Remember staying up all night cramming for that statistics test in college? Turns out you probably would have scored higher if you had closed the books and hit the hay. A series of recent studies, some of which were presented at this week's annual meeting of the Cognitive Neuroscience Society, suggest that a good night's sleep doesn't just make you feel more rested – it's also crucial for remembering everything from test answers to when to mail your mother's birthday card.
Out of Fashion
The idea that sleep is key for retaining memories itself took a long nap. Researchers first explored the connection between sleep and memory back in 1924: scientists at Cornell University found that subjects who were allowed to sleep through the night were better able to recall things they had learned the night before compared to subjects who did not sleep. Three years later, an inventor named Alois Saliger, convinced that the unconscious mind was more sensitive to suggestion, devised the "PsychoPhone," a device that could record a message and then play it back automatically while you slept. (Aldous Huxley even wrote about the device in 1932.) Two decades later, in the 1940s, researchers declared they had found a "cure" for adolescent fingernail-biting by playing "don't bite" messages while test subjects slept. There was just one problem: What if they hadn't really been asleep after all? At the time, there was no way to measure brain activity to make sure. Other researchers debunked the nail-biter findings in 1956. By 2009, the whole idea of enhancing memory through sleep was dismissed in the scientific community. During sleep, sensory signals shut down, critics said, so how could messages played during sleep even register in the brain?
Reviving a Theory
In the past few years, however, a number of studies have shown that those early sleep researchers were on to something after all: Not only does adequate sleep aid memory, cues received during sleep can also help us to remember things. In one study conducted by Ken Paller's lab at Northwestern University, subjects were asked to move various images – of a cat, a teapot and other objects – to different locations on a screen. While they were moving the images, they also heard the sound the object makes – for example, in moving the picture of the cat, they heard a "meow." During sleep, they were exposed to the sounds of some of the objects again (at a low volume, of course), and the next day, they were asked to remember the locations of the objects.
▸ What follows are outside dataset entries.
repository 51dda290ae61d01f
use boxdlist_api::{config::Config, jobs::Scheduler, routes::create_router, state::AppState};
use tracing_subscriber::{layer::SubscriberExt, util::SubscriberInitExt};

#[tokio::main]
async fn main() -> anyhow::Result<()> {
    let config = Config::from_env()?;

    tracing_subscriber::registry()
        .with(
            tracing_subscriber::EnvFilter::try_from_default_env()
                .unwrap_or_else(|_| "boxdlist_api=info,tower_http=info".into()),
        )
        .with(tracing_subscriber::fmt::layer())
        .init();

    let state = AppState::new(config.clone());
    let scheduler = Scheduler::start(state.clone());

    let app = create_router(state);

    let addr = format!("{}:{}", config.host, config.port);
    let listener = tokio::net::TcpListener::bind(&addr).await?;
    tracing::info!(addr = %addr, "Server listening");

    axum::serve(listener, app)
        .with_graceful_shutdown(shutdown_signal())
        .await?;

    if let Some(scheduler) = scheduler {
        scheduler.shutdown().await;
    }
    tracing::info!("Shutdown complete");

    Ok(())
}

/// Waits for SIGINT (Ctrl-C) or, on Unix, SIGTERM.
async fn shutdown_signal() {
    let ctrl_c = async {
        tokio::signal::ctrl_c()
            .await
            .expect("Failed to install Ctrl-C handler");
    };

    #[cfg(unix)]
    let terminate = async {
        tokio::signal::unix::signal(tokio::signal::unix::SignalKind::terminate())
            .expect("Failed to install SIGTERM handler")
            .recv()
            .await;
    };

    #[cfg(not(unix))]
    let terminate = std::future::pending::<()>();

    tokio::select! {
        () = ctrl_c => {
            tracing::info!("Received SIGINT, starting graceful shutdown");
        }
        () = terminate => {
            tracing::info!("Received SIGTERM, starting graceful shutdown");
        }
    }
}
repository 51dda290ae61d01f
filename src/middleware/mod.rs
pub mod request_id;
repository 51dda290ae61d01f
/// A movie matched in the external catalog
#[derive(Debug, Clone, PartialEq)]
pub struct CatalogMovie {
    pub id: u64,
    pub title: String,
    pub year: Option<i32>,
}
The subjects were better able to recall the locations of the objects cued during sleep. "Sleep reactivation may help determine which memories endure," Paller told conference attendees.
Susanne Deikelmann of the University of Tubingen in Germany had a different question: Can trying to remember something indeed make it more memorable? To find out, Deikelmann and her fellow researchers asked subjects to learn word pairings. Half were told that they'd have to remember the material later. Then the subjects either got two full nights of sleep or were kept awake one night and allowed to sleep the other. The subjects who slept both nights performed better on the recall test overall. But the best performers were the ones who were both aware of the upcoming test and were allowed to sleep both nights. "There's a clear effect of expectancy on the memory," Deikelmann said. We can keep those intentions in mind in two different ways, she said. We can either remind ourselves constantly or store it in our memory and retrieve it later when we encounter a trigger.
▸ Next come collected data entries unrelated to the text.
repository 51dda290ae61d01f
use std::time::Duration;

use anyhow::Context;
use base64::{engine::general_purpose::URL_SAFE_NO_PAD, Engine as _};
use reqwest::Client as HttpClient;
use serde::{Deserialize, Serialize};

use crate::{models::CatalogMovie, services::providers::Catalog};

/// Courtesy pause before every outbound TMDb call
const RATE_LIMIT_DELAY: Duration = Duration::from_millis(250);

/// TMDb adapter: v3 movie search plus v4 list operations.
pub struct TmdbCatalog {
    http_client: HttpClient,
    api_url: String,
    api_key: String,
    v4_access_token: String,
    /// Account object id decoded from the v4 token, used to enumerate the
    /// account's existing lists. None when the token is not a decodable JWT.
    account_object_id: Option<String>,
}

impl TmdbCatalog {
    pub fn new(api_url: String, api_key: String, v4_access_token: String) -> Self {
        let account_object_id = decode_account_object_id(&v4_access_token);
        if account_object_id.is_none() {
            tracing::warn!(
                "Could not read an account id from the TMDb v4 token; \
                 existing lists will not be discovered"
            );
        }

        Self {
            http_client: HttpClient::new(),
            api_url,
            api_key,
            v4_access_token,
            account_object_id,
        }
    }

    async fn pace(&self) {
        tokio::time::sleep(RATE_LIMIT_DELAY).await;
    }

    /// Walks the account's list pages looking for an exact name match
    async fn find_list_by_name(&self, name: &str) -> anyhow::Result<Option<u64>> {
        let Some(account_id) = &self.account_object_id else {
            return Ok(None);
        };

        let url = format!("{}/4/account/{}/lists", self.api_url, account_id);
        let mut page = 1u32;
        loop {
            self.pace().await;
            let response = self
                .http_client
                .get(&url)
                .bearer_auth(&self.v4_access_token)
                .query(&[("page", page.to_string())])
                .send()
                .await
                .context("account lists request failed")?;
            let response = ensure_success(response, "account lists").await?;
            let lists: ListsPage = response
                .json()
                .await
                .context("invalid account lists payload")?;

            if let Some(found) = lists.results.iter().find(|list| list.name == name) {
                return Ok(Some(found.id));
            }
            if page >= lists.total_pages {
                return Ok(None);
            }
            page += 1;
        }
    }

    async fn create_list(&self, name: &str, description: &str) -> anyhow::Result<Option<u64>> {
        self.pace().await;
        let url = format!("{}/4/list", self.api_url);
        let body = CreateListBody {
            name,
            description,
            iso_639_1: "en",
            iso_3166_1: "US",
            public: true,
        };

        let response = self
            .http_client
            .post(&url)
            .bearer_auth(&self.v4_access_token)
            .json(&body)
            .send()
            .await
            .context("list create request failed")?;
        let response = ensure_success(response, "list create").await?;
        let created: CreatedList = response
            .json()
            .await
            .context("invalid list create payload")?;

        Ok(created.id)
    }
}

#[async_trait::async_trait]
impl Catalog for TmdbCatalog {
    async fn search_movie(
        &self,
        title: &str,
        year: Option<i32>,
    ) -> anyhow::Result<Option<CatalogMovie>> {
        self.pace().await;
        let url = format!("{}/3/search/movie", self.api_url);
        let mut query = vec![
            ("api_key", self.api_key.clone()),
            ("query", title.to_string()),
            ("include_adult", "false".to_string()),
        ];
        if let Some(year) = year {
            query.push(("primary_release_year", year.to_string()));
        }

        let response = self
            .http_client
            .get(&url)
            .query(&query)
            .send()
            .await
            .context("movie search request failed")?;
        let response = ensure_success(response, "movie search").await?;
        let search: SearchResponse = response
            .json()
            .await
            .context("invalid movie search payload")?;

        match search.results.into_iter().next() {
            Some(result) => {
                let movie = CatalogMovie {
                    id: result.id,
                    title: result.title,
                    year: release_year(result.release_date.as_deref()),
                };
                tracing::info!(
                    query = %title,
                    tmdb_id = movie.id,
                    matched = %movie.title,
                    "TMDb match found"
                );
                Ok(Some(movie))
            }
            None => {
                tracing::warn!(query = %title, year = ?year, "No TMDb match found");
                Ok(None)
            }
        }
    }

    async fn get_or_create_list(
        &self,
        name: &str,
        description: &str,
    ) -> anyhow::Result<Option<u64>> {
        if self.v4_access_token.is_empty() {
            anyhow::bail!("TMDb v4 access token is required for list operations");
        }

        match self.find_list_by_name(name).await {
            Ok(Some(id)) => {
                tracing::info!(list_id = id, name = %name, "Found existing TMDb list");
                return Ok(Some(id));
            }
            Ok(None) => {}
            Err(error) => {
                tracing::warn!(
                    error = %error,
                    "Could not enumerate TMDb lists, creating a new one"
                );
            }
        }

        let created = self.create_list(name, description).await?;
        match created {
            Some(id) => tracing::info!(list_id = id, name = %name, "Created TMDb list"),
            None => tracing::error!(name = %name, "TMDb list create returned no id"),
        }
        Ok(created)
    }

    async fn clear_list(&self, list_id: u64) -> anyhow::Result<bool> {
        self.pace().await;
        // v4 exposes clearing as a GET, oddly
        let url = format!("{}/4/list/{}/clear", self.api_url, list_id);
        let response = self
            .http_client
            .get(&url)
            .bearer_auth(&self.v4_access_token)
            .send()
            .await
            .context("list clear request failed")?;

        let cleared = response.status().is_success();
        if cleared {
            tracing::info!(list_id, "Cleared TMDb list");
        } else {
            tracing::error!(list_id, status = %response.status(), "TMDb list clear refused");
        }
        Ok(cleared)
    }

    async fn add_movies(&self, list_id: u64, movie_ids: &[u64]) -> anyhow::Result<bool> {
        if movie_ids.is_empty() {
            tracing::warn!(list_id, "No movie ids to add");
            return Ok(false);
        }

        self.pace().await;
        let url = format!("{}/4/list/{}/items", self.api_url, list_id);
        let items: Vec<ListItem> = movie_ids
            .iter()
            .map(|&media_id| ListItem {
                media_type: "movie",
                media_id,
            })
            .collect();

        let response = self
            .http_client
            .post(&url)
            .bearer_auth(&self.v4_access_token)
            .json(&AddItemsBody { items })
            .send()
            .await
            .context("list add request failed")?;

        let added = response.status().is_success();
        if added {
            tracing::info!(list_id, movies = movie_ids.len(), "Added movies to TMDb list");
        } else {
            tracing::error!(list_id, status = %response.status(), "TMDb list add refused");
        }
        Ok(added)
    }
}

async fn ensure_success(
    response: reqwest::Response,
    operation: &str,
) -> anyhow::Result<reqwest::Response> {
    if response.status().is_success() {
        return Ok(response);
    }
    let status = response.status();
    let body = response.text().await.unwrap_or_default();
    anyhow::bail!("TMDb {operation} returned status {status}: {body}")
}

/// Year prefix of a `YYYY-MM-DD` release date
fn release_year(release_date: Option<&str>) -> Option<i32> {
    release_date?.split('-').next()?.parse().ok()
}

/// TMDb v4 access tokens are JWTs whose `sub` claim is the account object id
/// the v4 list endpoints are scoped to.
fn decode_account_object_id(token: &str) -> Option<String> {
    let payload = token.split('.').nth(1)?;
    let bytes = URL_SAFE_NO_PAD.decode(payload).ok()?;
    let claims: serde_json::Value = serde_json::from_slice(&bytes).ok()?;
    claims["sub"].as_str().map(String::from)
}

#[derive(Deserialize)]
struct SearchResponse {
    #[serde(default)]
    results: Vec<SearchResult>,
}

#[derive(Deserialize)]
struct SearchResult {
    id: u64,
    title: String,
    #[serde(default)]
    release_date: Option<String>,
}

#[derive(Deserialize)]
struct ListsPage {
    #[serde(default)]
    results: Vec<AccountList>,
    #[serde(default = "default_total_pages")]
    total_pages: u32,
}

fn default_total_pages() -> u32 {
    1
}

#[derive(Deserialize)]
struct AccountList {
    id: u64,
    name: String,
}

#[derive(Serialize)]
struct CreateListBody<'a> {
    name: &'a str,
    description: &'a str,
    iso_639_1: &'a str,
    iso_3166_1: &'a str,
    public: bool,
}

#[derive(Deserialize)]
struct CreatedList {
    #[serde(default)]
    id: Option<u64>,
}

#[derive(Serialize)]
struct AddItemsBody {
    items: Vec<ListItem>,
}

#[derive(Serialize)]
struct ListItem {
    media_type: &'static str,
    media_id: u64,
}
Almost a century after scientists first began studying sleep, it's clear that getting some z's is useful for far more than resting our bodies; it's also necessary for retaining short- and long-term memories. These new findings could have important implications for everything from education to overcoming phobias, Deikelmann said. But when it comes to studying for that final, sleep can only go so far. "It's preposterous to think you can just learn everything in your sleep and not study," Paller said. "Sleep is not a substitute for daytime learning."